START Records shown

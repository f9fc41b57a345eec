//! Closed allow-list of the tables the dynamic `/tables/:table` API serves.
//!
//! Identifiers in SQL text only ever come from this registry: path segments
//! resolve to a `TableKind`, body keys resolve to the registry's canonical
//! column names, and everything else is bound as a positional parameter.

#[derive(Debug, Clone, Copy, PartialEq, Eq, Hash)]
pub enum TableKind {
    Posts,
    Members,
    TradeRequests,
    Comments,
}

/// Columns the list search matches, where the table has them.
const SEARCH_COLUMNS: &[&str] = &["title", "content", "author"];

const POSTS_COLUMNS: &[&str] = &[
    "id",
    "board_type",
    "title",
    "content",
    "author",
    "item_name",
    "price",
    "views",
    "is_admin",
    "created_at",
    "updated_at",
    "deleted_at",
];

const MEMBERS_COLUMNS: &[&str] = &[
    "id",
    "username",
    "password_hash",
    "email",
    "status",
    "is_admin",
    "created_at",
    "updated_at",
    "deleted_at",
];

const TRADE_REQUESTS_COLUMNS: &[&str] = &[
    "id",
    "post_id",
    "post_title",
    "name",
    "id_number",
    "phone",
    "game_id",
    "sell_amount",
    "buy_amount",
    "status",
    "custom_date",
    "created_at",
    "updated_at",
    "deleted_at",
];

const COMMENTS_COLUMNS: &[&str] = &[
    "id",
    "post_id",
    "author",
    "content",
    "created_at",
    "updated_at",
    "deleted_at",
];

impl TableKind {
    pub const ALL: [TableKind; 4] = [
        TableKind::Posts,
        TableKind::Members,
        TableKind::TradeRequests,
        TableKind::Comments,
    ];

    /// Resolves a URL path segment. Anything not named here never reaches SQL.
    pub fn from_path(segment: &str) -> Option<TableKind> {
        match segment {
            "posts" => Some(TableKind::Posts),
            "members" => Some(TableKind::Members),
            "trade_requests" => Some(TableKind::TradeRequests),
            "comments" => Some(TableKind::Comments),
            _ => None,
        }
    }

    pub fn table_name(self) -> &'static str {
        match self {
            TableKind::Posts => "posts",
            TableKind::Members => "members",
            TableKind::TradeRequests => "trade_requests",
            TableKind::Comments => "comments",
        }
    }

    pub fn columns(self) -> &'static [&'static str] {
        match self {
            TableKind::Posts => POSTS_COLUMNS,
            TableKind::Members => MEMBERS_COLUMNS,
            TableKind::TradeRequests => TRADE_REQUESTS_COLUMNS,
            TableKind::Comments => COMMENTS_COLUMNS,
        }
    }

    /// Canonical identifier for a body-supplied column name, if the table has it.
    pub fn resolve_column(self, name: &str) -> Option<&'static str> {
        self.columns().iter().copied().find(|col| *col == name)
    }

    /// The subset of {title, content, author} this table actually has.
    pub fn search_columns(self) -> Vec<&'static str> {
        SEARCH_COLUMNS
            .iter()
            .copied()
            .filter(|col| self.resolve_column(col).is_some())
            .collect()
    }
}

END Records shown

**The problem:**
Using only the data above, copy out the lines that include the word "copied".

**Expected answer:**
        self.columns().iter().copied().find(|col| *col == name)
            .copied()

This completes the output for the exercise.